[Records from a collection]
***

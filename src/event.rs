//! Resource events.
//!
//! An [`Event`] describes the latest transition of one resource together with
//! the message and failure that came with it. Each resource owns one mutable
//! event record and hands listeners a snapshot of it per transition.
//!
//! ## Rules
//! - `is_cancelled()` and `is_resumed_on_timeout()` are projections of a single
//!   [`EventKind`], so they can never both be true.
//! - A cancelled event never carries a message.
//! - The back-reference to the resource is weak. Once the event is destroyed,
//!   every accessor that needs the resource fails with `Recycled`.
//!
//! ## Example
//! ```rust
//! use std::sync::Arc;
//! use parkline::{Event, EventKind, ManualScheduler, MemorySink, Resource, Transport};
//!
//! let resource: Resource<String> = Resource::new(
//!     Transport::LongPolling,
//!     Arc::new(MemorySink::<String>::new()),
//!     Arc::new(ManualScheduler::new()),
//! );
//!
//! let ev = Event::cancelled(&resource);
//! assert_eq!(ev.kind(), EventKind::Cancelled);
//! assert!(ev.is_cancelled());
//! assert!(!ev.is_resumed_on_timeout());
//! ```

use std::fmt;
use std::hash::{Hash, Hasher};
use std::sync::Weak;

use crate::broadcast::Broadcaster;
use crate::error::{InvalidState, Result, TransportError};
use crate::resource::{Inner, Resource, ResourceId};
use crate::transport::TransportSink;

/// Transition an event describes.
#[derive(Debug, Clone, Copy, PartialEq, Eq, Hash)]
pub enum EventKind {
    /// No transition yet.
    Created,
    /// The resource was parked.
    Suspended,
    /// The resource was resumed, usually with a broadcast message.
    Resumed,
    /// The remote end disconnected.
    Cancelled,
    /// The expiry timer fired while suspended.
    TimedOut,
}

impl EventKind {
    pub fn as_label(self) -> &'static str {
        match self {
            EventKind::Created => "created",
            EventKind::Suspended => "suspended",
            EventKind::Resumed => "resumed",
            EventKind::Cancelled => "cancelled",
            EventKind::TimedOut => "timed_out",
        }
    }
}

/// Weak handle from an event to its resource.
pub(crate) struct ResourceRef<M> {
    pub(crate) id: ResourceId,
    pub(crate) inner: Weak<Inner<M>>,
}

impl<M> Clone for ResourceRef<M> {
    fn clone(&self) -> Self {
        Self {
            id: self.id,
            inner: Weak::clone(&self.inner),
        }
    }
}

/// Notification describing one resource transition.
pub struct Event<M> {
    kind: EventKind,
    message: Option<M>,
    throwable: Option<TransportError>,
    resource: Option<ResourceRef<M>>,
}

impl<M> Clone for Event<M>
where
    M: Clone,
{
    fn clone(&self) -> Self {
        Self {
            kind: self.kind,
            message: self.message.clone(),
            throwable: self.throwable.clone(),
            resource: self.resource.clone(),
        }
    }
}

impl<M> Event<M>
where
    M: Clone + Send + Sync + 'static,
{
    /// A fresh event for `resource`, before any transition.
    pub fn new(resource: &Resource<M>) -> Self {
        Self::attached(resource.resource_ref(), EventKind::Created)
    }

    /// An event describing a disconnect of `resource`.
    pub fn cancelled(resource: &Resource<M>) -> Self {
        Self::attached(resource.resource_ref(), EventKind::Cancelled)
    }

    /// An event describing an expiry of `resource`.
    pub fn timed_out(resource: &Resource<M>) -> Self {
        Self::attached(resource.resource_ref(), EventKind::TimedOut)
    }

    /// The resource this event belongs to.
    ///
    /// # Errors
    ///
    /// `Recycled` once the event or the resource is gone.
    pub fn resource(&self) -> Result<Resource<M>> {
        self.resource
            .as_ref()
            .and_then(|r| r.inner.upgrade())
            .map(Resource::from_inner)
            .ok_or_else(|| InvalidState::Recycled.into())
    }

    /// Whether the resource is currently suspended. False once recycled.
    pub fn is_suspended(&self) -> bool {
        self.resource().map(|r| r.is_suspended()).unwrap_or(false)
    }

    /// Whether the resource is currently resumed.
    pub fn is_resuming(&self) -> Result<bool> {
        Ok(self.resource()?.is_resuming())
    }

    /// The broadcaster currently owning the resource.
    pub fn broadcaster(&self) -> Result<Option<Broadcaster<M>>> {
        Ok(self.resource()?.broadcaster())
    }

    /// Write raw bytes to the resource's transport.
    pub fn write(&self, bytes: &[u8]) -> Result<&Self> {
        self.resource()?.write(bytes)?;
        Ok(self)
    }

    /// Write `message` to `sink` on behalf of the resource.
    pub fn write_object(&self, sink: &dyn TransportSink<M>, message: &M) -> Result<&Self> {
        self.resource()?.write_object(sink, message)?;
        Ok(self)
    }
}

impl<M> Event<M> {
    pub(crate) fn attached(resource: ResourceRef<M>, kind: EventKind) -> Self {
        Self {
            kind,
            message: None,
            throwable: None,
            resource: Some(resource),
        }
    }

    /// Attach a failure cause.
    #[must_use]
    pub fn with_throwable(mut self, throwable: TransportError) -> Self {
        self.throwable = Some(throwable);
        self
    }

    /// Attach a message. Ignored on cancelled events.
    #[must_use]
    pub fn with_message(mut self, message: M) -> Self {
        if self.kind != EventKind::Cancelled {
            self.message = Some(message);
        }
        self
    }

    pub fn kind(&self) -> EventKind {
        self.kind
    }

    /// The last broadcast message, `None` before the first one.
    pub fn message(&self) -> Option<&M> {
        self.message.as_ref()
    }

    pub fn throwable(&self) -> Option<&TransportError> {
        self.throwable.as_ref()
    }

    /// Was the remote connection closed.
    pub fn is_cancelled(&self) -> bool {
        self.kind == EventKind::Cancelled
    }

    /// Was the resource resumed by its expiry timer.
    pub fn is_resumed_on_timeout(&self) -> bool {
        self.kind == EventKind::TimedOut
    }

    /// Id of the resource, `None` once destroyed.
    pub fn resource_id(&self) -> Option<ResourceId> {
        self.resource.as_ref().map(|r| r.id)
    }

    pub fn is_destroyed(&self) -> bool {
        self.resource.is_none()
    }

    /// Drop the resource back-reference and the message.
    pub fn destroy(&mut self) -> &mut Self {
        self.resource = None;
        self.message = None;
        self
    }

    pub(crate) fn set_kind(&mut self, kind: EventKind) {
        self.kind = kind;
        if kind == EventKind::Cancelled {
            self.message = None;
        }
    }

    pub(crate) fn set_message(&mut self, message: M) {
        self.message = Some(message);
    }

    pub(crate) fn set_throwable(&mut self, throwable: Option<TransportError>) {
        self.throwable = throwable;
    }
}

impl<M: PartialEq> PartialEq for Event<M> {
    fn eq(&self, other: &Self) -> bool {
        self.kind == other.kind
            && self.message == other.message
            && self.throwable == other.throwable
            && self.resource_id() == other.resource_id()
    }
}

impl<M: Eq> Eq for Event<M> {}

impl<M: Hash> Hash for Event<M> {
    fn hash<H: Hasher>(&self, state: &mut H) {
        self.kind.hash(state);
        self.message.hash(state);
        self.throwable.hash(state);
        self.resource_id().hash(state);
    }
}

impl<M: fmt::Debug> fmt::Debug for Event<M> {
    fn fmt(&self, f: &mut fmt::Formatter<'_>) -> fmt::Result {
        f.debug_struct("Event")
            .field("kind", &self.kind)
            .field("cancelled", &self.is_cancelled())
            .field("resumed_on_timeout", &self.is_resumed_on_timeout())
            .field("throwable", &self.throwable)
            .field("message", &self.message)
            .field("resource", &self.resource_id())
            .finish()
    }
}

***

> Assigned task
The expected answer is an exact copy of the lines above, beginning at the line with "a failure cause." and ending at the line with "impl<M: PartialEq> PartialEq", with both ends in.

> Output below
    /// Attach a failure cause.
    #[must_use]
    pub fn with_throwable(mut self, throwable: TransportError) -> Self {
        self.throwable = Some(throwable);
        self
    }

    /// Attach a message. Ignored on cancelled events.
    #[must_use]
    pub fn with_message(mut self, message: M) -> Self {
        if self.kind != EventKind::Cancelled {
            self.message = Some(message);
        }
        self
    }

    pub fn kind(&self) -> EventKind {
        self.kind
    }

    /// The last broadcast message, `None` before the first one.
    pub fn message(&self) -> Option<&M> {
        self.message.as_ref()
    }

    pub fn throwable(&self) -> Option<&TransportError> {
        self.throwable.as_ref()
    }

    /// Was the remote connection closed.
    pub fn is_cancelled(&self) -> bool {
        self.kind == EventKind::Cancelled
    }

    /// Was the resource resumed by its expiry timer.
    pub fn is_resumed_on_timeout(&self) -> bool {
        self.kind == EventKind::TimedOut
    }

    /// Id of the resource, `None` once destroyed.
    pub fn resource_id(&self) -> Option<ResourceId> {
        self.resource.as_ref().map(|r| r.id)
    }

    pub fn is_destroyed(&self) -> bool {
        self.resource.is_none()
    }

    /// Drop the resource back-reference and the message.
    pub fn destroy(&mut self) -> &mut Self {
        self.resource = None;
        self.message = None;
        self
    }

    pub(crate) fn set_kind(&mut self, kind: EventKind) {
        self.kind = kind;
        if kind == EventKind::Cancelled {
            self.message = None;
        }
    }

    pub(crate) fn set_message(&mut self, message: M) {
        self.message = Some(message);
    }

    pub(crate) fn set_throwable(&mut self, throwable: Option<TransportError>) {
        self.throwable = throwable;
    }
}

impl<M: PartialEq> PartialEq for Event<M> {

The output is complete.